César, mientras enumera con los dedos de una mano, tomándolos con la punta de los dedos de la otra, arruga el entrecejo y muestra dientes y encía cuando menciona aquello que cada uno de sus dedos representa.

Le quedan cerca de diez horas de turno por delante. Sonríe a cajeras, supervisoras, una mujer llega a su lado y lo saluda de beso en la mejilla. Antes de despedirse, César dice que le gusta su trabajo, pero su semblante no se mueve cuando lo dice.

—Siempre he descargado de buenas maneras. Y claro, se nota cuando hay diferencia. Cuando hay una necesidad. Me ha tocado descargar viejitos, viejitas, familias. Personalmente, uno no puede juzgar a nadie. Yo veo que hay personas que entran a comer, y yo les digo: “Cómete un pan, no me tomes la bebida. Cómete un pan”. Porque yo sé que si queda pan, ese pan después lo botan, la bebida es pérdida. Es parte de muchas cosas, a veces la gente está pasando necesidades. No lo justifico que salgan a robar, pero lo entiendo. A veces no sabemos qué problemas tiene.

Recostado en la silla, Adrián recuerda su época de guardia en las bodegas de Bata, en Melipilla. Recuerda el miedo de que le pasara algo a su hija y no alcanzar a llegar.
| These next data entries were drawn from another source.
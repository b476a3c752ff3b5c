//! Pointer-to-color mapping for the ball.

use tracing::trace;

use crate::dispatch::PointerListener;
use crate::event::{PointerEvent, Viewport};

/// An RGB triple on the 0..=255 scale.
///
/// Channels are signed and unclamped: a pointer dragged outside the window
/// produces values below 0 or above 255. Clamping happens when the color is
/// handed to the GPU.
#[derive(Debug, Clone, Copy, PartialEq, Eq, Hash)]
pub struct ColorValue {
    pub r: i32,
    pub g: i32,
    pub b: i32,
}

impl ColorValue {
    /// Blue channel held constant while dragging.
    pub const BLUE: i32 = 150;

    /// Color shown before the first drag.
    pub const INITIAL: Self = Self::new(80, 125, 150);

    #[must_use]
    pub const fn new(r: i32, g: i32, b: i32) -> Self {
        Self { r, g, b }
    }

    /// Maps a viewport position to a color.
    #[must_use]
    pub fn from_pointer(x: f64, y: f64, viewport: Viewport) -> Self {
        Self {
            r: scale_channel(x, viewport.width),
            g: scale_channel(y, viewport.height),
            b: Self::BLUE,
        }
    }

    /// Channels clamped to `0..=255` as normalized sRGB floats.
    #[must_use]
    pub fn to_srgb_f32(self) -> [f32; 3] {
        let c = |v: i32| v.clamp(0, 255) as f32 / 255.0;
        [c(self.r), c(self.g), c(self.b)]
    }
}

impl Default for ColorValue {
    fn default() -> Self {
        Self::INITIAL
    }
}

/// `round(coord / extent * 255)` with halves rounded up.
fn scale_channel(coord: f64, extent: u32) -> i32 {
    if extent == 0 {
        return 0;
    }
    let v = (coord / f64::from(extent)) * 255.0;
    (v + 0.5).floor() as i32
}

/// Tracks the drag flag and the ball color it drives.
#[derive(Debug, Clone, Default)]
pub struct PointerColorMapper {
    is_dragging: bool,
    color: ColorValue,
}

impl PointerColorMapper {
    #[must_use]
    pub fn new() -> Self {
        Self::default()
    }

    #[must_use]
    pub fn is_dragging(&self) -> bool {
        self.is_dragging
    }

    #[must_use]
    pub fn color(&self) -> ColorValue {
        self.color
    }

    /// Applies one pointer event. Only moves made during a drag recolor.
    pub fn handle(&mut self, event: PointerEvent, viewport: Viewport) {
        match event {
            PointerEvent::DragStart { .. } => self.is_dragging = true,
            PointerEvent::DragEnd => self.is_dragging = false,
            PointerEvent::Move { x, y } if self.is_dragging => {
                self.color = ColorValue::from_pointer(x, y, viewport);
                trace!(r = self.color.r, g = self.color.g, "ball recolored");
            }
            PointerEvent::Move { .. } | PointerEvent::Wheel(_) => {}
        }
    }
}

impl PointerListener for PointerColorMapper {
    fn on_pointer(&mut self, event: PointerEvent, viewport: Viewport) {
        self.handle(event, viewport);
    }
}

#[cfg(test)]
mod tests {
    use super::*;

    const VP: Viewport = Viewport { width: 800, height: 600 };

    #[test]
    fn test_initial_color() {
        let m = PointerColorMapper::new();
        assert!(!m.is_dragging());
        assert_eq!(m.color(), ColorValue::new(80, 125, 150));
    }

    #[test]
    fn test_drag_recolors_from_position() {
        let mut m = PointerColorMapper::new();
        m.handle(PointerEvent::DragStart { at: None }, VP);
        m.handle(PointerEvent::Move { x: 200.0, y: 150.0 }, VP);
        // 200/800*255 = 63.75, 150/600*255 = 63.75
        assert_eq!(m.color(), ColorValue::new(64, 64, 150));
    }

    #[test]
    fn test_move_without_drag_is_ignored() {
        let mut m = PointerColorMapper::new();
        m.handle(PointerEvent::Move { x: 800.0, y: 600.0 }, VP);
        assert_eq!(m.color(), ColorValue::INITIAL);
    }

    #[test]
    fn test_press_release_without_move_keeps_color() {
        let mut m = PointerColorMapper::new();
        m.handle(PointerEvent::DragStart { at: None }, VP);
        m.handle(PointerEvent::DragEnd, VP);
        assert_eq!(m.color(), ColorValue::INITIAL);
        assert!(!m.is_dragging());
    }

    #[test]
    fn test_color_persists_after_release() {
        let mut m = PointerColorMapper::new();
        m.handle(PointerEvent::DragStart { at: None }, VP);
        m.handle(PointerEvent::Move { x: 400.0, y: 300.0 }, VP);
        m.handle(PointerEvent::Move { x: 800.0, y: 600.0 }, VP);
        m.handle(PointerEvent::DragEnd, VP);
        m.handle(PointerEvent::Move { x: 0.0, y: 0.0 }, VP);
        assert_eq!(m.color(), ColorValue::new(255, 255, 150));
    }

    #[test]
    fn test_half_rounds_up() {
        // 0.5 * 255 = 127.5 exactly
        let c = ColorValue::from_pointer(1.0, 3.0, Viewport::new(2, 4));
        assert_eq!(c.r, 128, "127.5 rounds up");
        assert_eq!(c.g, 191, "191.25 rounds down");
    }

    #[test]
    fn test_outside_window_is_unclamped() {
        let mut m = PointerColorMapper::new();
        m.handle(PointerEvent::DragStart { at: None }, VP);
        m.handle(PointerEvent::Move { x: -80.0, y: 1200.0 }, VP);
        // -25.5 rounds toward +inf
        assert_eq!(m.color(), ColorValue::new(-25, 510, 150));
    }

    #[test]
    fn test_gpu_conversion_clamps() {
        let c = ColorValue::new(-25, 510, 150).to_srgb_f32();
        assert_eq!(c[0], 0.0);
        assert_eq!(c[1], 1.0);
        assert!((c[2] - 150.0 / 255.0).abs() < 1e-6);
    }

    #[test]
    fn test_zero_viewport_does_not_panic() {
        let c = ColorValue::from_pointer(10.0, 10.0, Viewport::new(0, 0));
        assert_eq!(c, ColorValue::new(0, 0, 150));
    }
}
//! Variable-step frame timing.
//!
//! Each redraw advances the scene by the real time since the previous
//! redraw. Long stalls (a dragged window, a debugger break) are clamped so
//! the scene does not jump.

use std::time::Instant;
use tracing::warn;

/// Longest step handed to the scene, in seconds.
pub const MAX_FRAME_DELTA: f64 = 0.25;

#[derive(Debug, Default)]
pub struct FrameClock {
    previous: Option<Instant>,
}

impl FrameClock {
    #[must_use]
    pub fn new() -> Self {
        Self::default()
    }

    /// Seconds since the previous call. The first call returns 0.
    pub fn tick(&mut self) -> f64 {
        self.tick_at(Instant::now())
    }

    pub fn tick_at(&mut self, now: Instant) -> f64 {
        let mut delta = self
            .previous
            .map_or(0.0, |prev| now.saturating_duration_since(prev).as_secs_f64());
        self.previous = Some(now);

        if delta > MAX_FRAME_DELTA {
            warn!(
                "Frame time {:.1}ms exceeds maximum, clamping to {:.1}ms",
                delta * 1000.0,
                MAX_FRAME_DELTA * 1000.0
            );
            delta = MAX_FRAME_DELTA;
        }

        delta
    }

    /// Forget the previous instant so the next tick starts from zero.
    pub fn reset(&mut self) {
        self.previous = None;
    }
}

#[cfg(test)]
mod tests {
    use super::*;
    use std::time::Duration;

    #[test]
    fn test_first_tick_is_zero() {
        let mut clock = FrameClock::new();
        assert_eq!(clock.tick_at(Instant::now()), 0.0);
    }

    #[test]
    fn test_delta_is_time_between_ticks() {
        let mut clock = FrameClock::new();
        let start = Instant::now();
        clock.tick_at(start);
        let delta = clock.tick_at(start + Duration::from_millis(16));
        assert!((delta - 0.016).abs() < 1e-9);
        let delta = clock.tick_at(start + Duration::from_millis(50));
        assert!((delta - 0.034).abs() < 1e-9);
    }

    #[test]
    fn test_long_stall_is_clamped() {
        let mut clock = FrameClock::new();
        let start = Instant::now();
        clock.tick_at(start);
        let delta = clock.tick_at(start + Duration::from_secs(3));
        assert_eq!(delta, MAX_FRAME_DELTA);
    }

    #[test]
    fn test_out_of_order_instant_yields_zero() {
        let mut clock = FrameClock::new();
        let start = Instant::now() + Duration::from_secs(1);
        clock.tick_at(start);
        assert_eq!(clock.tick_at(start - Duration::from_millis(5)), 0.0);
    }

    #[test]
    fn test_reset_restarts_from_zero() {
        let mut clock = FrameClock::new();
        let start = Instant::now();
        clock.tick_at(start);
        clock.reset();
        assert_eq!(clock.tick_at(start + Duration::from_millis(100)), 0.0);
    }
}
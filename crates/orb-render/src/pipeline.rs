//! Render pipelines and GPU data layouts for lit spheres.

use bytemuck::{Pod, Zeroable};
use glam::{Mat4, Vec3};
use orb_scene::PointLight;

use crate::depth::DepthBuffer;
use crate::sphere::SphereMesh;

pub const SPHERE_SHADER_SOURCE: &str = include_str!("sphere.wgsl");

/// Per-frame camera and light data, bind group 0.
#[repr(C)]
#[derive(Clone, Copy, Debug, Pod, Zeroable)]
pub struct FrameUniform {
    pub view_proj: [[f32; 4]; 4],
    pub camera_pos: [f32; 4],
    /// xyz = position, w = intensity.
    pub light: [f32; 4],
    /// x = cutoff distance, y = decay, z = fade opacity.
    pub light_params: [f32; 4],
}

impl FrameUniform {
    #[must_use]
    pub fn new(view_proj: Mat4, eye: Vec3, light: &PointLight, fade: f32) -> Self {
        Self {
            view_proj: view_proj.to_cols_array_2d(),
            camera_pos: eye.extend(1.0).to_array(),
            light: light.position.extend(light.intensity).to_array(),
            light_params: [light.distance, light.decay, fade.clamp(0.0, 1.0), 0.0],
        }
    }
}

/// Per-mesh transform and material, bind group 1 binding 2.
#[repr(C)]
#[derive(Clone, Copy, Debug, Pod, Zeroable)]
pub struct MaterialUniform {
    pub model: [[f32; 4]; 4],
    /// rgb = linear color, a = opacity.
    pub base_color: [f32; 4],
}

impl MaterialUniform {
    /// `srgb` is the material color as authored; it is linearized here.
    #[must_use]
    pub fn new(model: Mat4, srgb: [f32; 3], opacity: f32) -> Self {
        Self {
            model: model.to_cols_array_2d(),
            base_color: [
                srgb_to_linear(srgb[0]),
                srgb_to_linear(srgb[1]),
                srgb_to_linear(srgb[2]),
                opacity,
            ],
        }
    }
}

/// sRGB transfer function decode for one normalized channel.
#[must_use]
pub fn srgb_to_linear(c: f32) -> f32 {
    if c <= 0.04045 {
        c / 12.92
    } else {
        ((c + 0.055) / 1.055).powf(2.4)
    }
}

#[repr(C)]
#[derive(Clone, Copy, Debug, Pod, Zeroable)]
pub struct SphereVertex {
    pub position: [f32; 3],
    pub normal: [f32; 3],
    pub uv: [f32; 2],
}

impl SphereVertex {
    pub fn layout() -> wgpu::VertexBufferLayout<'static> {
        const ATTRIBUTES: [wgpu::VertexAttribute; 3] =
            wgpu::vertex_attr_array![0 => Float32x3, 1 => Float32x3, 2 => Float32x2];
        wgpu::VertexBufferLayout {
            array_stride: std::mem::size_of::<SphereVertex>() as wgpu::BufferAddress,
            step_mode: wgpu::VertexStepMode::Vertex,
            attributes: &ATTRIBUTES,
        }
    }

    /// Interleave a CPU mesh into vertex records.
    #[must_use]
    pub fn from_mesh(mesh: &SphereMesh) -> Vec<Self> {
        mesh.positions
            .iter()
            .zip(&mesh.normals)
            .zip(&mesh.uvs)
            .map(|((p, n), uv)| Self {
                position: p.to_array(),
                normal: n.to_array(),
                uv: *uv,
            })
            .collect()
    }
}

/// Opaque and alpha-blended variants of the sphere pipeline, sharing layouts.
pub struct SpherePipeline {
    pub opaque: wgpu::RenderPipeline,
    /// Alpha blending, depth test without depth writes.
    pub transparent: wgpu::RenderPipeline,
    pub frame_bind_group_layout: wgpu::BindGroupLayout,
    pub material_bind_group_layout: wgpu::BindGroupLayout,
    pub sampler: wgpu::Sampler,
}

impl SpherePipeline {
    pub fn new(device: &wgpu::Device, surface_format: wgpu::TextureFormat) -> Self {
        let shader = device.create_shader_module(wgpu::ShaderModuleDescriptor {
            label: Some("sphere-shader"),
            source: wgpu::ShaderSource::Wgsl(SPHERE_SHADER_SOURCE.into()),
        });

        let frame_bind_group_layout =
            device.create_bind_group_layout(&wgpu::BindGroupLayoutDescriptor {
                label: Some("sphere-frame-bgl"),
                entries: &[wgpu::BindGroupLayoutEntry {
                    binding: 0,
                    visibility: wgpu::ShaderStages::VERTEX_FRAGMENT,
                    ty: wgpu::BindingType::Buffer {
                        ty: wgpu::BufferBindingType::Uniform,
                        has_dynamic_offset: false,
                        min_binding_size: wgpu::BufferSize::new(
                            std::mem::size_of::<FrameUniform>() as u64,
                        ),
                    },
                    count: None,
                }],
            });

        let material_bind_group_layout =
            device.create_bind_group_layout(&wgpu::BindGroupLayoutDescriptor {
                label: Some("sphere-material-bgl"),
                entries: &[
                    wgpu::BindGroupLayoutEntry {
                        binding: 0,
                        visibility: wgpu::ShaderStages::FRAGMENT,
                        ty: wgpu::BindingType::Texture {
                            sample_type: wgpu::TextureSampleType::Float { filterable: true },
                            view_dimension: wgpu::TextureViewDimension::D2,
                            multisampled: false,
                        },
                        count: None,
                    },
                    wgpu::BindGroupLayoutEntry {
                        binding: 1,
                        visibility: wgpu::ShaderStages::FRAGMENT,
                        ty: wgpu::BindingType::Sampler(wgpu::SamplerBindingType::Filtering),
                        count: None,
                    },
                    wgpu::BindGroupLayoutEntry {
                        binding: 2,
                        visibility: wgpu::ShaderStages::VERTEX_FRAGMENT,
                        ty: wgpu::BindingType::Buffer {
                            ty: wgpu::BufferBindingType::Uniform,
                            has_dynamic_offset: false,
                            min_binding_size: wgpu::BufferSize::new(
                                std::mem::size_of::<MaterialUniform>() as u64,
                            ),
                        },
                        count: None,
                    },
                ],
            });

        let layout = device.create_pipeline_layout(&wgpu::PipelineLayoutDescriptor {
            label: Some("sphere-pipeline-layout"),
            bind_group_layouts: &[&frame_bind_group_layout, &material_bind_group_layout],
            immediate_size: 0,
        });

        let build = |label: &str, blend: Option<wgpu::BlendState>, depth_write: bool| {
            device.create_render_pipeline(&wgpu::RenderPipelineDescriptor {
                label: Some(label),
                layout: Some(&layout),
                vertex: wgpu::VertexState {
                    module: &shader,
                    entry_point: Some("vs_main"),
                    buffers: &[SphereVertex::layout()],
                    compilation_options: wgpu::PipelineCompilationOptions::default(),
                },
                primitive: wgpu::PrimitiveState {
                    topology: wgpu::PrimitiveTopology::TriangleList,
                    front_face: wgpu::FrontFace::Ccw,
                    cull_mode: Some(wgpu::Face::Back),
                    ..Default::default()
                },
                depth_stencil: Some(wgpu::DepthStencilState {
                    format: DepthBuffer::FORMAT,
                    depth_write_enabled: depth_write,
                    depth_compare: DepthBuffer::COMPARE_FUNCTION,
                    stencil: wgpu::StencilState::default(),
                    bias: wgpu::DepthBiasState::default(),
                }),
                multisample: wgpu::MultisampleState::default(),
                fragment: Some(wgpu::FragmentState {
                    module: &shader,
                    entry_point: Some("fs_main"),
                    targets: &[Some(wgpu::ColorTargetState {
                        format: surface_format,
                        blend,
                        write_mask: wgpu::ColorWrites::ALL,
                    })],
                    compilation_options: wgpu::PipelineCompilationOptions::default(),
                }),
                multiview_mask: None,
                cache: None,
            })
        };

        let opaque = build("sphere-opaque-pipeline", None, true);
        let transparent = build(
            "sphere-transparent-pipeline",
            Some(wgpu::BlendState::ALPHA_BLENDING),
            false,
        );

        let sampler = device.create_sampler(&wgpu::SamplerDescriptor {
            label: Some("sphere-sampler"),
            address_mode_u: wgpu::AddressMode::Repeat,
            address_mode_v: wgpu::AddressMode::ClampToEdge,
            mag_filter: wgpu::FilterMode::Linear,
            min_filter: wgpu::FilterMode::Linear,
            mipmap_filter: wgpu::MipmapFilterMode::Linear,
            ..Default::default()
        });

        Self {
            opaque,
            transparent,
            frame_bind_group_layout,
            material_bind_group_layout,
            sampler,
        }
    }
}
También, estar mirando a los trabajadores que confeccionaban los zapatos que no se guardaran cordones, plantillas, botones. “Los vendían afuera ellos después”.

—“¿Por qué no me los pasai y te vay tranquilo?”, les decía yo.

Recuerda la confidencia: un soplo, un aviso podía significar el despido de la persona. Por un cordón, una plantilla, un botón. De alguien que podía vivir a una cuadra de él, o separado por una pared.

—Eran gente como uno mismo. “Y si aviso y después no tiene pega”, pensaba yo. “Y si tiene hijo… como yo”. Era penca. No me gustaba. Eso te estresa: estar mirándolos a todos y que todos te miren. “Ahí está el sapo”, “cuida’o que está mirando”. Y tú ahí viendo todo. Esto es como una cárcel, donde yo soy el gendarme y ellos los presos, viendo lo que hacen, pensé un día. Después de eso me cambiaron. Al tiempo renuncié, y nunca más trabajé como guardia.

Recuerda jefes que se creían “inmensamente grandes”. Recuerda, a pesar de todo, que ser guardia le hizo entender el respeto hacia las personas. Y es que desde la perspectiva de un guardia, la autoridad responde a jerarquías, a tratos trastocados, traspasados como réplicas inexactas del poder a través de sus superiores. Pero es sobre todo tener la ilusión de ser vistos desde donde están: un poco más arriba, en una tarima, una escalinata, un piso, en la altura mediana que supone el gorro, el chaleco, la polera negra con el nombre de la empresa bordado en el pecho.